Here’s What You Need To Know:
- Language synapses that are not being used will start to prune away as early as 9 months. Which is why the earlier you introduce a second language, the better!
- Learning two languages at once does not hinder the bilingual babies’ ability to master either language.
- Bilingual children have been found to have an equal or greater vocabulary than their monolingual peers.
- Early exposure to multiple languages improves the brain’s executive functioning skills, such as problem solving and attention shifting.
Bilingual Baby
In the womb, your babe is already listening to your voice. In fact, it is one of the most important sounds they hear prior to birth. By the time they are born, your baby can differentiate between the language of the mother (that’s you) and different languages (might be you too). In fact, language differentiation is one thing your baby can do better than you. At birth, a baby can tell the difference between all 800 sounds that make up the languages of the world. Below are just a few benefits of growing up in a bilingual environment.
There is No Better Time to Learn
Synaptic pruning is a natural process that occurs in the brain between early childhood and adulthood. During synaptic pruning, the brain eliminates extra synapses (the brain structures that allow neurons to communicate with each other).
Language synapses that are not being used will start to prune away as early as 9 months. Thus, by their first birthdays, babies are losing their ability to understand different languages.
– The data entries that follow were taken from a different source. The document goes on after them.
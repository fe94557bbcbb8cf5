//! End-to-end build core tests.
//!
//! These drive the real pipeline against temporary projects with gcc. When
//! gcc is not installed the tests skip themselves rather than fail.

use nestudio::build::compile::object_path;
use nestudio::build::diagnostics::{DiagnosticParser, Severity};
use nestudio::build::events::{BuildEvent, BuildSummary};
use nestudio::build::{clean, execute};
use nestudio::config::{Profile, ProjectConfig};
use std::fs::{self, File};
use std::path::{Path, PathBuf};
use std::process::Command;
use std::sync::mpsc::channel;
use std::time::{Duration, SystemTime};

fn gcc_available() -> bool {
    Command::new("gcc").arg("--version").output().is_ok()
}

struct Project {
    _dir: tempfile::TempDir,
    config: ProjectConfig,
}

impl Project {
    fn new() -> Self {
        let dir = tempfile::tempdir().expect("Failed to create temp project");
        let config = ProjectConfig::with_defaults(dir.path());
        for d in [
            &config.engine_dir,
            &config.game_dir,
            &config.include_dir,
            &config.assets_dir,
        ] {
            fs::create_dir_all(d).unwrap();
        }
        Self { _dir: dir, config }
    }

    fn write(&self, rel: &str, content: &str) -> PathBuf {
        let path = self.config.root.join(rel);
        fs::write(&path, content).unwrap();
        path
    }

    /// Push a file's mtime into the future so it is strictly newer than
    /// anything the build just wrote, without sleeping.
    fn touch_future(&self, path: &Path) {
        File::options()
            .write(true)
            .open(path)
            .unwrap()
            .set_modified(SystemTime::now() + Duration::from_secs(30))
            .unwrap();
    }

    fn build(&self, profile: Profile) -> (BuildSummary, Vec<BuildEvent>) {
        let (tx, rx) = channel();
        let summary = execute(&self.config, profile, &tx);
        drop(tx);
        (summary, rx.iter().collect())
    }
}

fn compiles_started(events: &[BuildEvent]) -> Vec<PathBuf> {
    events
        .iter()
        .filter_map(|e| match e {
            BuildEvent::UnitStarted(unit) => Some(unit.clone()),
            _ => None,
        })
        .collect()
}

const OK_MAIN: &str = "int main(void) { return 0; }\n";

#[test]
fn scenario_a_single_unit_debug_build() {
    if !gcc_available() {
        eprintln!("Skipping: gcc not found");
        return;
    }
    let project = Project::new();
    project.write("game/main.c", OK_MAIN);

    let (summary, events) = project.build(Profile::Debug);

    assert!(summary.success(), "build failed: {:?}", summary);
    assert_eq!(summary.compiled, 1);
    assert_eq!(summary.up_to_date, 0);
    assert_eq!(compiles_started(&events).len(), 1);

    let binary = summary.binary.expect("binary path missing");
    assert!(binary.exists(), "binary not produced");
}

#[test]
fn rebuild_with_no_changes_is_fully_cached() {
    if !gcc_available() {
        eprintln!("Skipping: gcc not found");
        return;
    }
    let project = Project::new();
    project.write("game/main.c", OK_MAIN);
    project.write("engine/physics.c", "int physics_step(void) { return 1; }\n");

    let (first, _) = project.build(Profile::Debug);
    assert!(first.success());
    assert_eq!(first.compiled, 2);

    let (second, events) = project.build(Profile::Debug);
    assert!(second.success());
    assert_eq!(second.compiled, 0, "second run must recompile nothing");
    assert_eq!(second.up_to_date, 2);
    assert!(compiles_started(&events).is_empty());
    assert!(second.binary.unwrap().exists());
}

#[test]
fn scenario_b_unused_header_triggers_no_recompile() {
    if !gcc_available() {
        eprintln!("Skipping: gcc not found");
        return;
    }
    let project = Project::new();
    project.write("game/main.c", OK_MAIN);

    let (first, _) = project.build(Profile::Debug);
    assert!(first.success());

    let unused = project.write("include/unused.h", "void nothing(void);\n");
    project.touch_future(&unused);

    let (second, events) = project.build(Profile::Debug);
    assert!(second.success());
    assert_eq!(second.compiled, 0);
    assert!(compiles_started(&events).is_empty());
}

#[test]
fn scenario_c_one_failing_unit_blocks_link_but_not_siblings() {
    if !gcc_available() {
        eprintln!("Skipping: gcc not found");
        return;
    }
    let project = Project::new();
    project.write("game/main.c", OK_MAIN);
    project.write("game/hud.c", "int hud(void) { return 2; }\n");
    project.write("game/level.c", "int level(void) { return 3; }\n");
    project.write("game/broken.c", "int broken(void) { return oops }\n");

    let (summary, events) = project.build(Profile::Debug);

    // All four attempts ran despite the failure
    assert_eq!(compiles_started(&events).len(), 4);
    assert!(!summary.success());
    assert_eq!(summary.failed.len(), 1);
    assert!(summary.failed[0].ends_with("game/broken.c"));
    assert!(!summary.link_failed, "link must never have been attempted");
    assert!(summary.binary.is_none());
    assert!(!project.config.binary_path().exists());

    // Structured diagnostics point only at the failing unit
    let parser = DiagnosticParser::new();
    let errors: Vec<_> = events
        .iter()
        .filter_map(|e| match e {
            BuildEvent::ToolOutput(text) => Some(text),
            _ => None,
        })
        .flat_map(|text| text.lines())
        .filter_map(|line| parser.parse_line(line))
        .filter(|d| d.severity == Severity::Error)
        .collect();
    assert!(!errors.is_empty(), "expected structured errors");
    assert!(errors.iter().all(|d| d.file.contains("broken.c")));
}

#[test]
fn scenario_d_touched_header_recompiles_only_including_units() {
    if !gcc_available() {
        eprintln!("Skipping: gcc not found");
        return;
    }
    let project = Project::new();
    project.write("include/shared.h", "static const int SHARED = 7;\n");
    project.write("game/main.c", OK_MAIN);
    project.write("game/a.c", "#include \"shared.h\"\nint a(void) { return SHARED; }\n");
    project.write("game/b.c", "#include \"shared.h\"\nint b(void) { return SHARED; }\n");
    project.write("game/c.c", "int c(void) { return 0; }\n");
    project.write("game/d.c", "int d(void) { return 0; }\n");

    let (first, _) = project.build(Profile::Debug);
    assert!(first.success());
    assert_eq!(first.compiled, 5);

    project.touch_future(&project.config.include_dir.join("shared.h"));

    let (second, events) = project.build(Profile::Debug);
    assert!(second.success());
    assert_eq!(second.compiled, 2, "exactly the two including units rebuild");
    assert_eq!(second.up_to_date, 3);

    let recompiled = compiles_started(&events);
    assert_eq!(recompiled.len(), 2);
    assert!(recompiled.iter().all(|p| {
        p.ends_with("game/a.c") || p.ends_with("game/b.c")
    }));
}

#[test]
fn nested_header_change_propagates_to_units() {
    if !gcc_available() {
        eprintln!("Skipping: gcc not found");
        return;
    }
    let project = Project::new();
    project.write("include/outer.h", "#include \"inner.h\"\n");
    project.write("include/inner.h", "static const int INNER = 1;\n");
    project.write("game/main.c", "#include \"outer.h\"\nint main(void) { return INNER; }\n");

    let (first, _) = project.build(Profile::Debug);
    assert!(first.success());

    project.touch_future(&project.config.include_dir.join("inner.h"));

    let (second, _) = project.build(Profile::Debug);
    assert!(second.success());
    assert_eq!(second.compiled, 1);
}

#[test]
fn engine_main_is_renamed_away_from_game_main() {
    if !gcc_available() {
        eprintln!("Skipping: gcc not found");
        return;
    }
    let project = Project::new();
    project.write("engine/main.c", "int main(void) { return 42; }\n");
    project.write("game/main.c", OK_MAIN);

    // Without the rename this would be a duplicate-symbol link failure
    let (summary, _) = project.build(Profile::Debug);
    assert!(summary.success(), "duplicate main was not renamed: {:?}", summary);
}

#[test]
fn failed_build_leaves_previous_binary_in_place() {
    if !gcc_available() {
        eprintln!("Skipping: gcc not found");
        return;
    }
    let project = Project::new();
    let main_c = project.write("game/main.c", OK_MAIN);

    let (first, _) = project.build(Profile::Debug);
    assert!(first.success());
    let binary = project.config.binary_path();
    assert!(binary.exists());

    project.write("game/main.c", "int main(void) { return oops }\n");
    project.touch_future(&main_c);

    let (second, _) = project.build(Profile::Debug);
    assert!(!second.success());
    assert!(binary.exists(), "prior binary must survive a failed build");

    // Objects for the failing unit were not replaced with garbage either:
    // a fixed source compiles cleanly again.
    project.write("game/main.c", OK_MAIN);
    project.touch_future(&main_c);
    let (third, _) = project.build(Profile::Debug);
    assert!(third.success());
}

#[test]
fn release_build_produces_binary() {
    if !gcc_available() {
        eprintln!("Skipping: gcc not found");
        return;
    }
    let project = Project::new();
    project.write("game/main.c", OK_MAIN);

    let (summary, _) = project.build(Profile::Release);
    assert!(summary.success());
    assert_eq!(summary.profile, Profile::Release);
    assert!(summary.binary.unwrap().exists());
}

#[test]
fn clean_then_build_recompiles_everything() {
    if !gcc_available() {
        eprintln!("Skipping: gcc not found");
        return;
    }
    let project = Project::new();
    let src = project.write("game/main.c", OK_MAIN);

    let (first, _) = project.build(Profile::Debug);
    assert!(first.success());
    assert!(object_path(&project.config, &src).exists());

    clean(&project.config).unwrap();
    assert!(!project.config.bin_dir.exists());

    let (second, _) = project.build(Profile::Debug);
    assert!(second.success());
    assert_eq!(second.compiled, 1);
}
They Will Become Fluent in Both
In one study of 11-month-old infants raised in English-only homes versus bilingual homes, researchers found that the babies in the bilingual, or Spanish and English-speaking homes, were specialized to both languages. The babies from the English-only homes were specialized just to English. Learning two languages at once did not hinder the bilingual babies’ ability to adopt either language.
They Can Have a Stronger Vocabulary in Both Languages than Their Peers
Parents often wonder if exposing infants to multiple languages will delay their ability to master one. However, bilingual children have been found to have an equal or greater vocabulary than their monolingual peers.
Their Brain will Strengthen
There is evidence that the early acquisition of multiple languages primes the brain to have better executive functioning skills, such as problem solving and attention shifting.
Teaching Tip:
Teaching language is far more effective when taught through interaction with real people. Watching an instructional video, even a screen with someone talking, is less effective.
Summary
More than half of the world’s population is now bilingual or multilingual. Multilingual individuals have an advantage in the job market, as travelers, and socially. Knowing multiple languages can improve problem solving, attention control, and creativity. It can also make a child more successful in school – improving their cognitive, social, and literacy skills.
One of a baby’s primary objectives is to figure out how to communicate. Their brains are information sponges and they learn without even trying. Adults have to consciously learn information, which makes language acquisition more difficult as an adult. Therefore, try to expose your baby as early as possible to as many languages as you know!
Sources
- Hoff E, Core C. Input and language development in bilingually developing children. Seminars in Speech and Language. 34: 215-26.
- The Norwegian University of Science and Technology (NTNU). “Babies exposed to stimulation get brain boost.” ScienceDaily. ScienceDaily, 2 January 2017. www.sciencedaily.com/releases/2017/01/170102143458.htm.
- Moon, C., Lagercrantz, H., & Kuhl, P. K. (2013). Language Experienced in Utero Affects Vowel Perception after Birth A Two-Country Study. Acta Paediatrica, 102, 156-160.